The premise behind omnichannel marketing is really quite simple: Organize your marketing and communications around your audience, not the channel. Determine your story and share it through every available vehicle. Do this clearly, consistently and concurrently, and your brand (and business) will grow. Makes sense, doesn't it?

But that's a relatively new approach. 

For a long, long time, marketing was organized around the channel, not the person. That approach never made any sense to me as an inquisitive college student or at any point during my career. 

We finally shifted our nexus from the media channel to the recipient.

When I was in college, the construct now universally embraced as integrated marketing communications (IMC) simply didn’t exist. Everything was taught and practiced in silos. Advertising, PR, film, events, etc. were developed and deployed independent from the other vehicles. This simply won’t work anymore. The nexus has taken a complete shift. 
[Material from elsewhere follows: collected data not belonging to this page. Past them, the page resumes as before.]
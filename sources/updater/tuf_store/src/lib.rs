/*!
A directory of signed role metadata.

Every document is stored twice, in canonical JSON: once as `<version>.<role>.json`, which never
changes after it is written, and once as `<role>.json`, the alias for the latest version. The
publisher writes into a `MetadataStore` and uploads the directory; the client keeps its cache of
verified metadata in one.

Writes are atomic (a temporary file in the same directory is renamed into place). When several
documents are saved together with [`MetadataStore::save_all`], every versioned file lands before
any alias, and aliases are written in the order given, so a publisher that passes the timestamp
last never exposes a timestamp that refers to metadata that isn't on disk yet.
*/

#![warn(clippy::pedantic)]
#![allow(clippy::module_name_repetitions)]

pub mod error;

pub use crate::error::{Error, Result};

use fs2::FileExt;
use log::debug;
use semver::Version;
use serde::de::DeserializeOwned;
use snafu::{ensure, ResultExt};
use std::fs::{self, File, OpenOptions};
use std::io::{ErrorKind, Write};
use std::num::NonZeroU64;
use std::path::{Path, PathBuf};
use tempfile::NamedTempFile;
use tuf_schema::{to_canonical_bytes, Meta, Role, RoleType, Signed, Targets};

const LOCK_FILE: &str = ".lock";

/// A signed document serialized to the exact bytes that will be stored and served.
#[derive(Debug, Clone)]
pub struct Encoded {
    role: RoleType,
    version: NonZeroU64,
    bytes: Vec<u8>,
}

impl Encoded {
    pub fn new<T: Role>(signed: &Signed<T>) -> Result<Self> {
        let bytes = to_canonical_bytes(signed, &format!("signed {} metadata", T::TYPE))
            .context(error::EncodeSnafu { role: T::TYPE })?;
        Ok(Self {
            role: T::TYPE,
            version: signed.signed.version(),
            bytes,
        })
    }

    pub fn role(&self) -> RoleType {
        self.role
    }

    pub fn version(&self) -> NonZeroU64 {
        self.version
    }

    pub fn bytes(&self) -> &[u8] {
        &self.bytes
    }

    /// The snapshot/timestamp entry describing this file.
    pub fn meta(&self) -> Meta {
        Meta::describe(self.version, &self.bytes)
    }
}

#[derive(Debug, Clone)]
pub struct MetadataStore {
    dir: PathBuf,
}

impl MetadataStore {
    /// Opens a store rooted at `dir`, which does not need to exist yet.
    pub fn new<P: Into<PathBuf>>(dir: P) -> Self {
        Self { dir: dir.into() }
    }

    pub fn path(&self) -> &Path {
        &self.dir
    }

    fn ensure_dir(&self) -> Result<()> {
        fs::create_dir_all(&self.dir).context(error::DirCreateSnafu { path: &self.dir })
    }

    /// Loads the latest copy of role `T`, or `None` if it has never been saved.
    pub fn load<T: Role + DeserializeOwned>(&self) -> Result<Option<Signed<T>>> {
        self.load_file(&T::TYPE.filename())
    }

    /// Loads a specific version of role `T`, or `None` if that version was never saved.
    pub fn load_version<T: Role + DeserializeOwned>(
        &self,
        version: NonZeroU64,
    ) -> Result<Option<Signed<T>>> {
        let file = T::TYPE.versioned_filename(version);
        let signed: Option<Signed<T>> = self.load_file(&file)?;
        if let Some(signed) = &signed {
            let actual = signed.signed.version();
            ensure!(
                actual == version,
                error::VersionMismatchSnafu {
                    path: self.dir.join(&file),
                    expected: version.get(),
                    actual: actual.get(),
                }
            );
        }
        Ok(signed)
    }

    /// Reads the raw bytes of a stored file, or `None` if it doesn't exist.
    pub fn read(&self, file: &str) -> Result<Option<Vec<u8>>> {
        let path = self.dir.join(file);
        match fs::read(&path) {
            Ok(bytes) => Ok(Some(bytes)),
            Err(err) if err.kind() == ErrorKind::NotFound => Ok(None),
            Err(err) => Err(err).context(error::ReadSnafu { path }),
        }
    }

    fn load_file<T: DeserializeOwned>(&self, file: &str) -> Result<Option<T>> {
        match self.read(file)? {
            Some(bytes) => serde_json::from_slice(&bytes)
                .map(Some)
                .context(error::CorruptMetadataSnafu {
                    path: self.dir.join(file),
                }),
            None => Ok(None),
        }
    }

    /// Saves one document as both its versioned file and its latest alias.
    pub fn save<T: Role>(&self, signed: &Signed<T>) -> Result<Encoded> {
        let encoded = Encoded::new(signed)?;
        self.save_all(std::slice::from_ref(&encoded))?;
        Ok(encoded)
    }

    /// Saves several documents: all versioned files first, then the aliases in the given order.
    pub fn save_all(&self, docs: &[Encoded]) -> Result<()> {
        self.ensure_dir()?;
        for doc in docs {
            self.write(&doc.role.versioned_filename(doc.version), &doc.bytes)?;
        }
        for doc in docs {
            self.write(&doc.role.filename(), &doc.bytes)?;
            debug!("Saved {} version {}", doc.role, doc.version);
        }
        Ok(())
    }

    /// Atomically writes `bytes` to `file` in the store.
    pub fn write(&self, file: &str, bytes: &[u8]) -> Result<()> {
        self.ensure_dir()?;
        let path = self.dir.join(file);
        let mut writer =
            NamedTempFile::new_in(&self.dir).context(error::TempCreateSnafu { path: &self.dir })?;
        writer
            .write_all(bytes)
            .and_then(|()| writer.as_file().sync_all())
            .context(error::WriteSnafu { path: &path })?;
        writer.persist(&path).context(error::PersistSnafu { path })?;
        Ok(())
    }

    /// Removes the latest alias of `role`. Versioned files are kept. Removing a file that
    /// doesn't exist is not an error.
    pub fn remove(&self, role: RoleType) -> Result<()> {
        let path = self.dir.join(role.filename());
        match fs::remove_file(&path) {
            Ok(()) => Ok(()),
            Err(err) if err.kind() == ErrorKind::NotFound => Ok(()),
            Err(err) => Err(err).context(error::RemoveSnafu { path }),
        }
    }

    /// The versions of `role` that have a versioned file in the store, in ascending order.
    pub fn versions(&self, role: RoleType) -> Result<Vec<NonZeroU64>> {
        let entries = match fs::read_dir(&self.dir) {
            Ok(entries) => entries,
            Err(err) if err.kind() == ErrorKind::NotFound => return Ok(Vec::new()),
            Err(err) => return Err(err).context(error::ListDirSnafu { path: &self.dir }),
        };
        let suffix = format!(".{}", role.filename());
        let mut versions = Vec::new();
        for entry in entries {
            let entry = entry.context(error::ListDirSnafu { path: &self.dir })?;
            let name = entry.file_name();
            if let Some(version) = name
                .to_str()
                .and_then(|name| name.strip_suffix(&suffix))
                .and_then(|prefix| prefix.parse::<NonZeroU64>().ok())
            {
                versions.push(version);
            }
        }
        versions.sort_unstable();
        Ok(versions)
    }

    /// Every version of `app_name` listed in the latest targets metadata, in ascending semver
    /// order. An empty store has no versions.
    pub fn list_target_versions(&self, app_name: &str) -> Result<Vec<Version>> {
        Ok(self
            .load::<Targets>()?
            .map(|targets| targets.signed.versions(app_name))
            .unwrap_or_default())
    }

    fn open_lock_file(&self) -> Result<(File, PathBuf)> {
        self.ensure_dir()?;
        let path = self.dir.join(LOCK_FILE);
        let file = OpenOptions::new()
            .create(true)
            .truncate(false)
            .write(true)
            .open(&path)
            .context(error::LockSnafu { path: &path })?;
        Ok((file, path))
    }

    /// Blocks until this process holds the store's exclusive lock. The lock is released when the
    /// returned guard is dropped.
    pub fn lock(&self) -> Result<StoreLock> {
        let (file, path) = self.open_lock_file()?;
        file.lock_exclusive()
            .context(error::LockSnafu { path: &path })?;
        debug!("Locked {}", path.display());
        Ok(StoreLock { _file: file })
    }

    /// Takes the store's exclusive lock if nobody else holds it.
    pub fn try_lock(&self) -> Result<Option<StoreLock>> {
        let (file, path) = self.open_lock_file()?;
        match file.try_lock_exclusive() {
            Ok(()) => Ok(Some(StoreLock { _file: file })),
            Err(err) if err.kind() == fs2::lock_contended_error().kind() => Ok(None),
            Err(err) => Err(err).context(error::LockSnafu { path }),
        }
    }
}

/// Holds a [`MetadataStore`]'s lock until dropped.
#[derive(Debug)]
pub struct StoreLock {
    _file: File,
}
Today, we align by audience. Or what I describe as, “recipient-oriented communications.” It’s not what you WANT to say, it’s what they NEED to hear.

When I first graduated from college I worked for the Young & Rubicam ad agency in KC. Back then they didn’t know exactly what to do with me. I quickly became the physical embodiment of “integrated marketing” at that agency because I worked on the advertising accounts in the morning and PR accounts in the afternoon.

We’ve come a long way since then. It’s taken a tremendous amount of effort, and while agencies have always been on the cutting edge, both higher education and corporate leadership needed to get on board.

The private sector led academia to begin teaching IMC 

I complained for years to the University of Kansas (KU) journalism school leadership about the lack of cross-channel strategic skills of recent graduates. I wanted to hire graduates with multiple skills, but the curricula still embraced “one-channel” thinking.

Finally, while I served on a private sector advisory group for the KU journalism school, we founded one of the first IMC master’s degrees in the United States. Higher education finally caught up to the real world.

That initial advisory group represented corporate, agency and not-for-profit leaders. We created guidelines for this new master’s degree. Innovative for its day, that program now has hundreds of graduates practicing IMC in all sectors and locations (including several alums from Morningstar Communications!). 

The IMC program at KU Edwards had a renaissance during the last recession, but then enrollment declined. The KU J-School Dean, Ann Brill, and Associate Dean of Graduate Studies, Scott Reinardy, decided to reboot the IMC program.

Again, they reached out to a handful of recognized industry leaders to serve KU as the IMC Advisory Board. I was honored to be selected, along with Phil Bressler, Lainie Decker, Liz Hawks, Michelle Keller and Mike Swenson.

Today, IMC has morphed into “omnichannel” marketing

In addition to simply focusing on traditional marketing channels (paid, earned, shared and controlled), omnichannel marketing includes ALL of the touchpoints that build your brand. 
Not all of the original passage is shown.